Secretary for Labour and Welfare Law Chi-kwong said Hong Kong faced some challenges in the years ahead. Photo: Jonathan Wong
Secretary for Labour and Welfare Law Chi-kwong said Hong Kong faced some challenges in the years ahead. Photo: Jonathan Wong

The minister’s remarks came a week after the Post exclusively reported unpublished provisional figures from the Census and Statistics Department that showed Hong Kong had recorded more deaths than births in 2020 for the first time since official records began in the 1960s.

Experts warned of an imminent decline in the city’s overall population, while the report revealed there were 43,100 births and 49,800 deaths in the city last year, resulting in a negative natural population increase of about 6,700, the first negative value ever seen.

Law estimated that the number of births in 2021 might drop further, largely because of the coronavirus pandemic and the economic downturn.

But he said when the economy improved, there could be a rebound next year. And the same might happen in 2024, which will be a Year of the Dragon in the Lunar calendar, when traditionally a boost in births would be expected among Chinese couples.

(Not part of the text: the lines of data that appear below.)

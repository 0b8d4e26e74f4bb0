//! Assignment, stage, and schedule models.
//!
//! A `MachineAssignment` binds one scenario run to concrete machines and
//! profiles. A `Stage` is a set of assignments that execute concurrently; a
//! `Schedule` is the ordered stage sequence. `PartialSchedule` is a named
//! repartitioning of a schedule's stages produced by the splitter.
//!
//! # Invariants
//!
//! A machine name appears in at most one assignment within a stage. This is
//! enforced at construction: [`Stage::try_add`] refuses an assignment that
//! reuses a committed machine.

use std::collections::{HashMap, HashSet};

use serde::{Deserialize, Serialize};

use super::{MachineRole, Scenario};

/// The result of allocating machines to one scenario run.
///
/// Created by the stage scheduler via the allocator; never mutated afterward.
#[derive(Debug, Clone, Serialize, Deserialize)]
pub struct MachineAssignment {
    /// The scenario this assignment executes.
    pub scenario: Scenario,
    /// The specific target machine the run was expanded for.
    pub target_machine: String,
    /// Resolved runtime estimate in minutes.
    pub estimated_runtime: f64,
    /// Machine name serving each required role.
    pub machines: HashMap<MachineRole, String>,
    /// Selected profile for each required role.
    pub profiles: HashMap<MachineRole, String>,
    /// Load-balancing queue slot within the stage (0-based).
    pub queue_id: usize,
}

impl MachineAssignment {
    /// Names of all machines bound to this assignment, in role order.
    pub fn machine_names(&self) -> Vec<&str> {
        self.scenario
            .required_roles()
            .iter()
            .filter_map(|role| self.machines.get(role))
            .map(String::as_str)
            .collect()
    }

    /// The machine bound to a role, if any.
    pub fn machine_for(&self, role: MachineRole) -> Option<&str> {
        self.machines.get(&role).map(String::as_str)
    }

    /// The profile selected for a role, if any.
    pub fn profile_for(&self, role: MachineRole) -> Option<&str> {
        self.profiles.get(&role).map(String::as_str)
    }

    /// Display name, e.g. `"plaintext-gold-lin"`.
    pub fn display_name(&self) -> String {
        format!("{}-{}", self.scenario.name, self.target_machine)
    }
}

/// A set of assignments that execute concurrently.
#[derive(Debug, Clone, Serialize, Deserialize)]
pub struct Stage {
    /// Stage position in the schedule (0-based).
    pub id: usize,
    assignments: Vec<MachineAssignment>,
    estimated_duration: f64,
}

impl Stage {
    /// Creates an empty stage.
    pub fn new(id: usize) -> Self {
        Self {
            id,
            assignments: Vec::new(),
            estimated_duration: 0.0,
        }
    }

    /// Adds an assignment unless one of its machines is already committed.
    ///
    /// Returns `false` (and leaves the stage unchanged) on a machine
    /// conflict. On success the stage duration is extended to cover the
    /// assignment's runtime.
    pub fn try_add(&mut self, assignment: MachineAssignment) -> bool {
        let used = self.used_machines();
        if assignment.machine_names().iter().any(|m| used.contains(*m)) {
            return false;
        }
        self.estimated_duration = self.estimated_duration.max(assignment.estimated_runtime);
        self.assignments.push(assignment);
        true
    }

    /// The assignments in this stage, in insertion order.
    pub fn assignments(&self) -> &[MachineAssignment] {
        &self.assignments
    }

    /// Number of assignments.
    pub fn len(&self) -> usize {
        self.assignments.len()
    }

    /// Whether the stage has no assignments.
    pub fn is_empty(&self) -> bool {
        self.assignments.is_empty()
    }

    /// Stage duration: the longest assignment runtime (0 when empty).
    pub fn estimated_duration(&self) -> f64 {
        self.estimated_duration
    }

    /// All machine names committed in this stage.
    pub fn used_machines(&self) -> HashSet<&str> {
        self.assignments
            .iter()
            .flat_map(|a| a.machine_names())
            .collect()
    }
}

/// A complete schedule: stages run sequentially, assignments within a stage
/// run concurrently.
#[derive(Debug, Clone, Default, Serialize, Deserialize)]
pub struct Schedule {
    /// Ordered stages.
    pub stages: Vec<Stage>,
}

impl Schedule {
    /// Creates an empty schedule.
    pub fn new() -> Self {
        Self::default()
    }

    /// Creates a schedule from stages.
    pub fn from_stages(stages: Vec<Stage>) -> Self {
        Self { stages }
    }

    /// Total estimated time: the sum of stage durations (minutes).
    pub fn total_estimated_time(&self) -> f64 {
        self.stages.iter().map(Stage::estimated_duration).sum()
    }

    /// Total number of assignments across all stages.
    pub fn assignment_count(&self) -> usize {
        self.stages.iter().map(Stage::len).sum()
    }

    /// Utilization percentage per machine.
    ///
    /// A machine's utilization is the summed duration of the stages it
    /// appears in, divided by the schedule's total time. Empty when the
    /// total time is zero.
    pub fn machine_utilization(&self) -> HashMap<String, f64> {
        let total = self.total_estimated_time();
        if total == 0.0 {
            return HashMap::new();
        }

        let mut usage: HashMap<String, f64> = HashMap::new();
        for stage in &self.stages {
            let duration = stage.estimated_duration();
            for name in stage.used_machines() {
                *usage.entry(name.to_string()).or_insert(0.0) += duration;
            }
        }

        usage
            .into_iter()
            .map(|(name, busy)| (name, busy / total * 100.0))
            .collect()
    }
}

/// A named subset of a schedule's stages with its own derived runtime.
///
/// Produced only by the splitter. Stage identity is preserved via `Stage::id`;
/// stage order within a partial schedule is not significant.
#[derive(Debug, Clone, Serialize, Deserialize)]
pub struct PartialSchedule {
    /// Partial schedule name (`"full"` or `"part_NN"`).
    pub name: String,
    /// Stages assigned to this partial schedule.
    pub stages: Vec<Stage>,
}

impl PartialSchedule {
    /// Creates an empty partial schedule.
    pub fn new(name: impl Into<String>) -> Self {
        Self {
            name: name.into(),
            stages: Vec::new(),
        }
    }

    /// Creates a partial schedule wrapping the given stages.
    pub fn from_stages(name: impl Into<String>, stages: Vec<Stage>) -> Self {
        Self {
            name: name.into(),
            stages,
        }
    }

    /// Appends a stage.
    pub fn add_stage(&mut self, stage: Stage) {
        self.stages.push(stage);
    }

    /// Total runtime: the sum of stage durations, independent of order.
    pub fn total_estimated_time(&self) -> f64 {
        self.stages.iter().map(Stage::estimated_duration).sum()
    }
}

Hong Kong’s population will be a little smaller, a lot greyer by 2069

According to Law, a former associate professor in the University of Hong Kong’s department of social work and social administration, the decline in birth rate would see a drop of 7,000 pupils for Primary One classes in 2026.

“Universities will face big challenges in their recruitment in 2038,” he said. “The number of fresh graduates joining the labour market will also show a significant decrease in 2042.”

But on the upside, parents could face less pressure when it came to allocating school places in Primary One, and Secondary One, and for university admissions.

“The pressure will be even lower for those who will give births this year,” Law said. “Couples who want to have children could strive now and might still be able to catch up the last train this year.”

Labour minister Law Chi-kwong did not believe incentivising couples to have children was necessarily the way to proceed. Photo: Shutterstock
Labour minister Law Chi-kwong did not believe incentivising couples to have children was necessarily the way to proceed. Photo: Shutterstock

Despite fewer couples having children, the minister doubted promoting births was the right way to proceed, and pointed to the challenges facing the planet in the years ahead when it came to natural resources.

The population of China’s Great Bay Area, which includes Hong Kong, was about 70 million and was expected to rise to between 90 million and 100 million in the next 10 years. The world had about 7.8 billion of people and projections showed there could be 10.9 billion at the end of this century, Law said.

“The challenges over food and water resources will be huge for regions and the whole world,” he said. “Whether or not to strive to promote births in a country or a region will be a question worth thinking over. ”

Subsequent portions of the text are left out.